Bioreactors are used mainly to treat VOC’s and fuel hydrocarbons in soil and groundwater. It is not very effective in treating pesticides. Not all of the contaminants in the groundwater are biodegradable and they will not completely degrade. Heavy metals are not treated by this method and they can be toxic to the microorganisms that are being used to treat the water. There are also concerns that some of the products may be more dangerous or toxic than the original contaminants.
Cost is another limitation due to the specific design and size of the system. The dilute nature of contaminated ground water often will not support an adequate microbial population density. Additional nutrients may need to be added.
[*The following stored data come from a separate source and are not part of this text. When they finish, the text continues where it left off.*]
//! Reader/writer resolution rules.
//!
//! The reader is the proposed (new) schema, the writer the existing one.
//! Rules follow Avro schema resolution: promotions widen, unions must keep
//! every writer branch readable, reader-only fields need defaults, and
//! named types must keep their names.

use std::collections::{HashMap, HashSet};

use apache_avro::schema::{Name, RecordField, Schema};
use schemahub_core::CompatReport;

type NameMap<'a> = HashMap<String, &'a Schema>;

/// Effective fullname of a named type.
fn fullname(name: &Name) -> String {
    match name.namespace.as_deref() {
        Some(ns) if !ns.is_empty() => format!("{ns}.{}", name.name),
        _ => name.name.clone(),
    }
}

/// Index every named type reachable from `schema` by fullname, so that
/// `Schema::Ref` nodes can be chased during the walk.
fn collect_names<'a>(schema: &'a Schema, out: &mut NameMap<'a>) {
    match schema {
        Schema::Record { name, fields, .. } => {
            out.insert(fullname(name), schema);
            for field in fields {
                collect_names(&field.schema, out);
            }
        }
        Schema::Enum { name, .. } | Schema::Fixed { name, .. } => {
            out.insert(fullname(name), schema);
        }
        Schema::Array(inner) | Schema::Map(inner) => collect_names(inner, out),
        Schema::Union(union) => {
            for variant in union.variants() {
                collect_names(variant, out);
            }
        }
        Schema::Decimal { inner, .. } => collect_names(inner, out),
        _ => {}
    }
}

/// Wire-level primitive classes, with logical types mapped to their
/// underlying primitive.
#[derive(Debug, Clone, Copy, PartialEq, Eq)]
enum Primitive {
    Null,
    Boolean,
    Int,
    Long,
    Float,
    Double,
    Bytes,
    Str,
}

fn primitive_kind(schema: &Schema) -> Option<Primitive> {
    Some(match schema {
        Schema::Null => Primitive::Null,
        Schema::Boolean => Primitive::Boolean,
        Schema::Int | Schema::Date | Schema::TimeMillis => Primitive::Int,
        Schema::Long
        | Schema::TimeMicros
        | Schema::TimestampMillis
        | Schema::TimestampMicros => Primitive::Long,
        Schema::Float => Primitive::Float,
        Schema::Double => Primitive::Double,
        Schema::Bytes => Primitive::Bytes,
        Schema::String | Schema::Uuid => Primitive::Str,
        _ => return None,
    })
}

/// Promotions permitted by Avro resolution: the reader type may widen the
/// writer type.
fn promotes(writer: Primitive, reader: Primitive) -> bool {
    use Primitive::*;
    matches!(
        (writer, reader),
        (Int, Long | Float | Double)
            | (Long, Float | Double)
            | (Float, Double)
            | (Str, Bytes)
            | (Bytes, Str)
    )
}

fn describe(schema: &Schema) -> String {
    match schema {
        Schema::Null => "null".into(),
        Schema::Boolean => "boolean".into(),
        Schema::Int => "int".into(),
        Schema::Long => "long".into(),
        Schema::Float => "float".into(),
        Schema::Double => "double".into(),
        Schema::Bytes => "bytes".into(),
        Schema::String => "string".into(),
        Schema::Uuid => "uuid".into(),
        Schema::Date => "date".into(),
        Schema::TimeMillis => "time-millis".into(),
        Schema::TimeMicros => "time-micros".into(),
        Schema::TimestampMillis => "timestamp-millis".into(),
        Schema::TimestampMicros => "timestamp-micros".into(),
        Schema::Duration => "duration".into(),
        Schema::Decimal { .. } => "decimal".into(),
        Schema::Array(_) => "array".into(),
        Schema::Map(_) => "map".into(),
        Schema::Union(_) => "union".into(),
        Schema::Record { name, .. } => format!("record '{}'", fullname(name)),
        Schema::Enum { name, .. } => format!("enum '{}'", fullname(name)),
        Schema::Fixed { name, .. } => format!("fixed '{}'", fullname(name)),
        Schema::Ref { name } => format!("'{}'", fullname(name)),
        #[allow(unreachable_patterns)]
        _ => "schema".into(),
    }
}

pub(crate) struct Checker<'a> {
    reader: &'a Schema,
    writer: &'a Schema,
    reader_names: NameMap<'a>,
    writer_names: NameMap<'a>,
    /// Record fullnames already under comparison — cycle guard for
    /// recursive schemas.
    visited: HashSet<String>,
}

impl<'a> Checker<'a> {
    pub fn new(reader: &'a Schema, writer: &'a Schema) -> Self {
        let mut reader_names = NameMap::new();
        let mut writer_names = NameMap::new();
        collect_names(reader, &mut reader_names);
        collect_names(writer, &mut writer_names);
        Self {
            reader,
            writer,
            reader_names,
            writer_names,
            visited: HashSet::new(),
        }
    }

    pub fn run(mut self) -> CompatReport {
        let mut report = CompatReport::compatible();
        self.can_read(self.reader, self.writer, &mut report);
        report
    }

    fn deref_reader(&self, schema: &'a Schema) -> &'a Schema {
        match schema {
            Schema::Ref { name } => self
                .reader_names
                .get(&fullname(name))
                .copied()
                .unwrap_or(schema),
            _ => schema,
        }
    }

    fn deref_writer(&self, schema: &'a Schema) -> &'a Schema {
        match schema {
            Schema::Ref { name } => self
                .writer_names
                .get(&fullname(name))
                .copied()
                .unwrap_or(schema),
            _ => schema,
        }
    }

    fn can_read(&mut self, reader: &'a Schema, writer: &'a Schema, report: &mut CompatReport) {
        let reader = self.deref_reader(reader);
        let writer = self.deref_writer(writer);

        if let Schema::Ref { name } = writer {
            report.push(format!("unresolved reference '{}'", fullname(name)));
            return;
        }
        if let Schema::Ref { name } = reader {
            report.push(format!("unresolved reference '{}'", fullname(name)));
            return;
        }

        // Every writer branch must be readable; this also covers the
        // union-to-union case.
        if let Schema::Union(writer_union) = writer {
            for branch in writer_union.variants() {
                self.can_read(reader, branch, report);
            }
            return;
        }
        // Writer is not a union: some reader branch must accept it.
        if let Schema::Union(reader_union) = reader {
            let accepted = reader_union
                .variants()
                .iter()
                .any(|branch| self.probe(branch, writer));
            if !accepted {
                report.push(format!(
                    "writer type {} is not a member of the reader union",
                    describe(writer)
                ));
            }
            return;
        }

        if let (Some(w), Some(r)) = (primitive_kind(writer), primitive_kind(reader)) {
            if w != r && !promotes(w, r) {
                report.push(format!(
                    "writer type {} cannot be read as {}",
                    describe(writer),
                    describe(reader)
                ));
            }
            return;
        }

        match (writer, reader) {
            (Schema::Array(w_items), Schema::Array(r_items)) => {
                self.can_read(r_items, w_items, report)
            }
            (Schema::Map(w_values), Schema::Map(r_values)) => {
                self.can_read(r_values, w_values, report)
            }
            (Schema::Decimal { inner: w_inner, .. }, Schema::Decimal { inner: r_inner, .. }) => {
                self.can_read(r_inner, w_inner, report)
            }
            (Schema::Duration, Schema::Duration) => {}
            (
                Schema::Fixed {
                    name: w_name,
                    size: w_size,
                    ..
                },
                Schema::Fixed {
                    name: r_name,
                    size: r_size,
                    ..
                },
            ) => {
                if fullname(w_name) != fullname(r_name) {
                    report.push(format!(
                        "fixed name changed from '{}' to '{}'",
                        fullname(w_name),
                        fullname(r_name)
                    ));
                } else if w_size != r_size {
                    report.push(format!(
                        "fixed '{}' size changed from {} to {}",
                        fullname(w_name),
                        w_size,
                        r_size
                    ));
                }
            }
            (
                Schema::Enum {
                    name: w_name,
                    symbols: w_symbols,
                    ..
                },
                Schema::Enum {
                    name: r_name,
                    symbols: r_symbols,
                    ..
                },
            ) => {
                if fullname(w_name) != fullname(r_name) {
                    report.push(format!(
                        "enum name changed from '{}' to '{}'",
                        fullname(w_name),
                        fullname(r_name)
                    ));
                    return;
                }
                let missing: Vec<&str> = w_symbols
                    .iter()
                    .filter(|s| !r_symbols.contains(s))
                    .map(|s| s.as_str())
                    .collect();
                if !missing.is_empty() {
                    report.push(format!(
                        "enum '{}' is missing writer symbols [{}]",
                        fullname(w_name),
                        missing.join(", ")
                    ));
                }
            }
            (Schema::Record { .. }, Schema::Record { .. }) => {
                self.check_record(reader, writer, report)
            }
            _ => report.push(format!(
                "writer type {} cannot be read as {}",
                describe(writer),
                describe(reader)
            )),
        }
    }

    fn check_record(&mut self, reader: &'a Schema, writer: &'a Schema, report: &mut CompatReport) {
        let (
            Schema::Record {
                name: w_name,
                fields: w_fields,
                ..
            },
            Schema::Record {
                name: r_name,
                fields: r_fields,
                ..
            },
        ) = (writer, reader)
        else {
            return;
        };

        let w_full = fullname(w_name);
        let r_full = fullname(r_name);
        if w_full != r_full {
            report.push(format!(
                "record name changed from '{w_full}' to '{r_full}'"
            ));
            return;
        }
        if !self.visited.insert(w_full.clone()) {
            return;
        }

        let writer_fields: HashMap<&str, &RecordField> =
            w_fields.iter().map(|f| (f.name.as_str(), f)).collect();

        for r_field in r_fields {
            match writer_fields.get(r_field.name.as_str()) {
                Some(w_field) => self.can_read(&r_field.schema, &w_field.schema, report),
                None if r_field.default.is_some() => {}
                None => report.push(format!(
                    "reader field '{}.{}' has no default value and is missing from the writer schema",
                    w_full, r_field.name
                )),
            }
        }
        // Writer-only fields are skipped by the reader and need no check.
    }

    /// Verdict-only probe used for union branch selection; discards
    /// messages and restores the cycle guard.
    fn probe(&mut self, reader: &'a Schema, writer: &'a Schema) -> bool {
        let saved = self.visited.clone();
        let mut scratch = CompatReport::compatible();
        self.can_read(reader, writer, &mut scratch);
        self.visited = saved;
        scratch.is_compatible()
    }
}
Low ambient temperatures significantly decrease biodegradation rates, resulting in longer cleanup times or increased costs for heating. Air pollution and other controls may need to be applied before the slurry or sludge is recycled due to some of the volatile compounds that are produced in the process.
References
Pichtel, John. (2007). Fundamentals of Site Remediation. Lanham, MD: The Scarecrow Press, Inc.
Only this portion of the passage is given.